Outra situação concreta na qual também se deflagrou a falha na sistema de

autodeclaração ocorreu no exame vestibular da Universidade de Brasília

(UnB), situação em que dois irmãos gêmeos univitelinos idênticos, de nomes

Alex e Alan Teixeira, filhos de pai negro e mãe branca não tiveram a mesma

sorte ao se inscrever no sistema de cotas. No caso supramencionado, Alan foi

aceito pelos critérios da instituição e Alex não. Consoante relatado alhures,

a UnB é uma das poucas universidades que, além da autodeclaração, exige

que os estudantes passem por uma banca avaliadora, que decide que é

e quem não é negro, algo que beira o absurdo. Ocorre que, após grande

repercussão em âmbito nacional e após oposição de recurso por parte de

Alex Teixeira, a universidade decidiu reaver a decisão e também aceitou o

mesmo através do sistema de cotas.
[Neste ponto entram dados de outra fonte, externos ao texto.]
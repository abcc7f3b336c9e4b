//! Sub-operation dispatch
//!
//! Git selects the operation with GnuPG mode flags rather than a
//! subcommand, so handlers are registered by name and looked up from the
//! flag that was set.

pub mod sign;
pub mod verify;

pub use sign::SignCommand;
pub use verify::VerifyCommand;

use crate::backend::KeylessBackend;
use crate::cli::Cli;
use crate::config::Config;
use crate::error::{BoxError, Error, Result};
use crate::io::Streams;
use std::collections::HashMap;

/// Everything a handler needs for one invocation
pub struct Options<'a> {
    pub cli: &'a Cli,
    pub config: &'a Config,
    pub streams: &'a mut Streams,
}

/// A sub-operation handler
pub trait Command {
    /// Run with the positional arguments from the command line
    fn run(&self, options: &mut Options<'_>, args: &[String]) -> Result<()>;
}

/// The operation a mode flag selects
#[derive(Debug, Clone, Copy, PartialEq, Eq)]
pub enum Mode {
    Sign,
    Verify,
}

impl Mode {
    /// Registry name of the handler
    pub fn name(self) -> &'static str {
        match self {
            Mode::Sign => "sign",
            Mode::Verify => "verify",
        }
    }

    /// The mode selected by the flags, if any
    pub fn from_cli(cli: &Cli) -> Option<Mode> {
        if cli.sign {
            Some(Mode::Sign)
        } else if cli.verify {
            Some(Mode::Verify)
        } else {
            None
        }
    }
}

/// Handlers by name
#[derive(Default)]
pub struct Registry {
    commands: HashMap<&'static str, Box<dyn Command>>,
}

impl Registry {
    pub fn new() -> Self {
        Self::default()
    }

    /// Register `command` under `name`, replacing any previous handler
    pub fn register(&mut self, name: &'static str, command: impl Command + 'static) -> &mut Self {
        self.commands.insert(name, Box::new(command));
        self
    }

    pub fn get(&self, name: &str) -> Option<&dyn Command> {
        self.commands.get(name).map(|command| command.as_ref())
    }
}

/// Run the handler selected by the mode flags
///
/// With no mode flag there is nothing to do. A selected mode without a
/// registered handler is an error.
pub fn dispatch(registry: &Registry, options: &mut Options<'_>, args: &[String]) -> Result<()> {
    let Some(mode) = Mode::from_cli(options.cli) else {
        tracing::debug!("no mode flag given, nothing to do");
        return Ok(());
    };

    let command = registry
        .get(mode.name())
        .ok_or(Error::UnregisteredCommand(mode.name()))?;
    tracing::debug!("dispatching to {}", mode.name());
    command.run(options, args)
}

/// Register the gitsign handlers and run the selected one
///
/// The backend is built only once a handler is about to run, so a backend
/// that fails to start is reported like any other failed operation.
pub fn execute<B, F>(options: &mut Options<'_>, args: &[String], backend: F) -> Result<()>
where
    B: KeylessBackend + 'static,
    F: FnOnce() -> std::result::Result<B, BoxError>,
{
    if Mode::from_cli(options.cli).is_none() {
        tracing::debug!("no mode flag given, nothing to do");
        return Ok(());
    }

    let mut registry = Registry::new();
    registry
        .register("sign", SignCommand::new(backend().map_err(Error::Backend)?))
        .register("verify", VerifyCommand::new());
    dispatch(&registry, options, args)
}

#[cfg(test)]
mod tests {
    use super::*;
    use crate::backend::testing::FakeBackend;
    use crate::io::writer::MemorySink;
    use crate::io::TerminalDevice;
    use clap::Parser;
    use std::cell::RefCell;
    use std::io::Write;
    use std::rc::Rc;

    struct Recorder {
        name: &'static str,
        calls: Rc<RefCell<Vec<(&'static str, Vec<String>)>>>,
    }

    impl Command for Recorder {
        fn run(&self, options: &mut Options<'_>, args: &[String]) -> Result<()> {
            self.calls.borrow_mut().push((self.name, args.to_vec()));
            writeln!(options.streams.out, "ran {}", self.name).map_err(Error::WriteSignature)
        }
    }

    struct Failing;

    impl Command for Failing {
        fn run(&self, _options: &mut Options<'_>, _args: &[String]) -> Result<()> {
            Err(Error::Verify("no signature found".to_string()))
        }
    }

    fn run(registry: &Registry, argv: &[&str]) -> (Result<()>, String) {
        let cli = Cli::try_parse_from(argv.iter().copied()).unwrap();
        let config = Config::default();
        let out = MemorySink::default();
        let mut streams = Streams::with_io(std::io::empty(), out.clone(), MemorySink::default(), None);
        let mut options = Options {
            cli: &cli,
            config: &config,
            streams: &mut streams,
        };
        let result = dispatch(registry, &mut options, &cli.args);
        (result, out.contents())
    }

    fn recording_registry() -> (Registry, Rc<RefCell<Vec<(&'static str, Vec<String>)>>>) {
        let calls = Rc::new(RefCell::new(Vec::new()));
        let mut registry = Registry::new();
        registry
            .register(
                "sign",
                Recorder {
                    name: "sign",
                    calls: calls.clone(),
                },
            )
            .register(
                "verify",
                Recorder {
                    name: "verify",
                    calls: calls.clone(),
                },
            );
        (registry, calls)
    }

    #[test]
    fn test_sign_flag_selects_sign() {
        let (registry, calls) = recording_registry();
        let (result, out) = run(&registry, &["gitsign", "-bsau", "KEY", "commit.txt"]);

        result.unwrap();
        assert_eq!(out, "ran sign\n");
        assert_eq!(*calls.borrow(), vec![("sign", vec!["commit.txt".to_string()])]);
    }

    #[test]
    fn test_verify_flag_selects_verify() {
        let (registry, calls) = recording_registry();
        let (result, _) = run(&registry, &["gitsign", "--verify", "sig", "-"]);

        result.unwrap();
        assert_eq!(
            *calls.borrow(),
            vec![("verify", vec!["sig".to_string(), "-".to_string()])]
        );
    }

    #[test]
    fn test_no_mode_is_a_no_op() {
        let (registry, calls) = recording_registry();
        let (result, out) = run(&registry, &["gitsign", "stray-arg"]);

        result.unwrap();
        assert!(out.is_empty());
        assert!(calls.borrow().is_empty());
    }

    #[test]
    fn test_unregistered_command() {
        let registry = Registry::new();
        let (result, _) = run(&registry, &["gitsign", "--verify"]);
        assert!(matches!(result, Err(Error::UnregisteredCommand("verify"))));
    }

    #[test]
    fn test_handler_error_is_forwarded() {
        let mut registry = Registry::new();
        registry.register("verify", Failing);
        let (result, _) = run(&registry, &["gitsign", "--verify"]);
        assert!(matches!(result, Err(Error::Verify(_))));
    }

    #[test]
    fn test_backend_failure_is_reported_once() {
        let cli = Cli::try_parse_from(["gitsign", "-bsau", "KEY"]).unwrap();
        let config = Config::default();
        let err = MemorySink::default();
        let mut streams = Streams::with_io(std::io::empty(), MemorySink::default(), err.clone(), None)
            .with_terminal(TerminalDevice::Disabled);

        let result = streams.wrap(|streams| {
            let mut options = Options {
                cli: &cli,
                config: &config,
                streams,
            };
            execute(&mut options, &cli.args, || {
                Err::<FakeBackend, BoxError>("no async runtime".into())
            })
        });

        assert!(matches!(result, Err(Error::Backend(_))));
        assert_eq!(
            err.contents(),
            "failed to start signing backend: no async runtime\n"
        );
    }

    #[test]
    fn test_backend_not_built_without_mode() {
        let cli = Cli::try_parse_from(["gitsign"]).unwrap();
        let config = Config::default();
        let mut streams = Streams::with_io(std::io::empty(), MemorySink::default(), MemorySink::default(), None);
        let mut options = Options {
            cli: &cli,
            config: &config,
            streams: &mut streams,
        };

        let result = execute(&mut options, &cli.args, || -> std::result::Result<FakeBackend, BoxError> {
            panic!("backend built without a mode flag")
        });
        assert!(result.is_ok());
    }
}
use clap::Parser;
use gitsign::commands::{execute, Options};
use gitsign::{Cli, Config, SigstoreBackend, Streams};
use std::process::ExitCode;

fn main() -> ExitCode {
    let cli = Cli::parse();
    let config = Config::load();

    let mut streams = Streams::new(config.log_path.clone()).with_log_filter(config.log_level.clone());
    let result = streams.wrap(|streams| {
        config.log_load_errors();
        let mut options = Options {
            cli: &cli,
            config: &config,
            streams,
        };
        execute(&mut options, &cli.args, SigstoreBackend::new)
    });

    // The wrapper has already reported the error on the terminal.
    match result {
        Ok(()) => ExitCode::SUCCESS,
        Err(_) => ExitCode::FAILURE,
    }
}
Aludida situação demonstra o quanto

a política de cotas ainda precisa evoluir, uma vez ser utilizado em uma

sociedade na qual a prática do famoso “jeitinho brasileiro” é cada vez mais

habitual. Nesta senda, o governo determina que as universidades devam

criar políticas internas para dirimir fraudes, muitas destas não se preocupam

com os buracos em seus sistemas, cabendo ao Ministério Público, atuando

como fiscal da lei, intervir nos variados casos já comprovados para evitar a

baderna que subverteu não só os critérios de meritocracia para matrícula

nas instituições educacionais, mas a própria lógica das cotas. À vista disso,

um sistema de cotas que não barra os falsos cotistas prejudica a todos, e

não somente aos que, por lei, por pior que ela seja, teriam acesso legítimo

a tal benefício.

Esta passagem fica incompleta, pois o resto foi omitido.